India Siap Melancarkan Serangan Militer

Situasi semakin tegang ketika Menteri Penerangan Pakistan, Attaullah Tarar, pada Rabu menyampaikan bahwa negaranya memiliki informasi intelijen bahwa India berniat melancarkan serangan militer dalam 24 hingga 36 jam ke depan.

Melalui unggahan di akun X (Twitter), Tarar mengatakan bahwa India akan menggunakan insiden Pahalgam sebagai dalih untuk melakukan agresi militer.

“Setiap agresi akan ditanggapi dengan respons yang tegas. India akan memikul tanggung jawab penuh atas segala konsekuensi buruk di wilayah tersebut,” ungkap tarar dalam unggahan.

Pernyataan Tarar muncul di tengah meningkatnya aktivitas militer di sepanjang perbatasan darat kedua negara bersenjata nuklir.

Mengutip dari Republika, Pemerintah Pakistan bahkan mengumumkan telah menembak jatuh drone India di wilayah Kashmir dan menuduh India menangguhkan Perjanjian Pembagian Air Sungai Indus secara sepihak pasca serangan tersebut.

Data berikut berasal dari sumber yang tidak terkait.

//! Geometry equality seam used by reconciliation.
//!
//! The `GeometryComparer` trait abstracts the equality predicate applied to
//! cached and incoming geometries. The default implementation compares
//! coordinates exactly; callers with topological requirements supply their
//! own comparer.

use geo::Geometry;
use thiserror::Error;

/// The equality predicate could not evaluate two geometries.
#[derive(Debug, Clone, PartialEq, Eq, Error)]
#[error("failed to compare geometries: {reason}")]
pub struct GeometryComparisonError {
    /// Implementation-specific description of the failure.
    pub reason: String,
}

impl GeometryComparisonError {
    /// Build an error carrying the given reason.
    pub fn new(reason: impl Into<String>) -> Self {
        Self {
            reason: reason.into(),
        }
    }
}

/// Decide whether two geometries describe the same shape.
///
/// Implementations may be exact or topological and are free to fail on input
/// they cannot evaluate, e.g. malformed rings.
///
/// # Examples
///
/// ```rust
/// use geo::{Geometry, Point};
/// use geomon_core::{GeometryComparer, GeometryComparisonError};
///
/// struct AlwaysEqual;
///
/// impl GeometryComparer for AlwaysEqual {
///     fn equals(
///         &self,
///         _a: &Geometry<f64>,
///         _b: &Geometry<f64>,
///     ) -> Result<bool, GeometryComparisonError> {
///         Ok(true)
///     }
/// }
///
/// let a = Geometry::Point(Point::new(0.0, 0.0));
/// let b = Geometry::Point(Point::new(1.0, 1.0));
/// assert_eq!(AlwaysEqual.equals(&a, &b), Ok(true));
/// ```
pub trait GeometryComparer {
    /// Report whether `a` and `b` are equal.
    fn equals(&self, a: &Geometry<f64>, b: &Geometry<f64>)
    -> Result<bool, GeometryComparisonError>;
}

/// Coordinate-exact equality. Never fails.
#[derive(Debug, Default, Clone, Copy)]
pub struct ExactGeometryComparer;

impl GeometryComparer for ExactGeometryComparer {
    fn equals(
        &self,
        a: &Geometry<f64>,
        b: &Geometry<f64>,
    ) -> Result<bool, GeometryComparisonError> {
        Ok(a == b)
    }
}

Militer India menanggapi dengan menyebut pasukan Pakistan menembaki mereka di Garis Kontrol dan menyatakan telah merespons secara “disiplin dan efektif,” meskipun tidak ada korban jiwa.

Sementara itu, India menutup lebih dari separuh lokasi wisata di wilayah Kashmir mulai Selasa dan memperketat langkah keamanan. Perdana Menteri India Narendra Modi bahkan mempersingkat kunjungannya ke Arab Saudi dan langsung mengadakan pertemuan keamanan tingkat tinggi setibanya di New Delhi.

Menteri Pertahanan Pakistan, Khawaja Muhammad Asif, dalam wawancara dengan Reuters pada Senin, memperingatkan bahwa serangan militer India akan segera terjadi.

Ia menyatakan bahwa Pakistan telah memperkuat pasukan dan mengambil keputusan strategis untuk menghadapi ancaman tersebut.

“Pakistan hanya akan menggunakan persenjataan nuklirnya jika ada ancaman langsung terhadap keberadaan kami,” tegas Asif.

Sebagai respons diplomatik, India juga memerintahkan pengusiran diplomat Pakistan dari New Delhi dalam waktu satu minggu dan membatalkan semua visa warga Pakistan.

Mengutip dari International Sindonews, Pakistan membalas dengan membatasi jumlah diplomat India, menangguhkan perdagangan, dan menutup wilayah udaranya. Islamabad juga memperingatkan bahwa setiap campur tangan terhadap aliran sungai yang diatur dalam Perjanjian Air Indus akan dianggap sebagai “tindakan perang.”

Sejarah Perjanjian

Perjanjian Air Indus yang ditandatangani tahun 1960 dengan mediasi Bank Dunia, selama ini menjadi landasan penting pembagian air antara kedua negara.

India mengontrol sungai timur (Ravi, Sutlej, Beas), sementara Pakistan mengendalikan sungai barat (Indus, Jhelum, Chenab). Pakistan menyebut perjanjian ini sebagai kepentingan nasional vital yang tidak bisa ditangguhkan secara sepihak.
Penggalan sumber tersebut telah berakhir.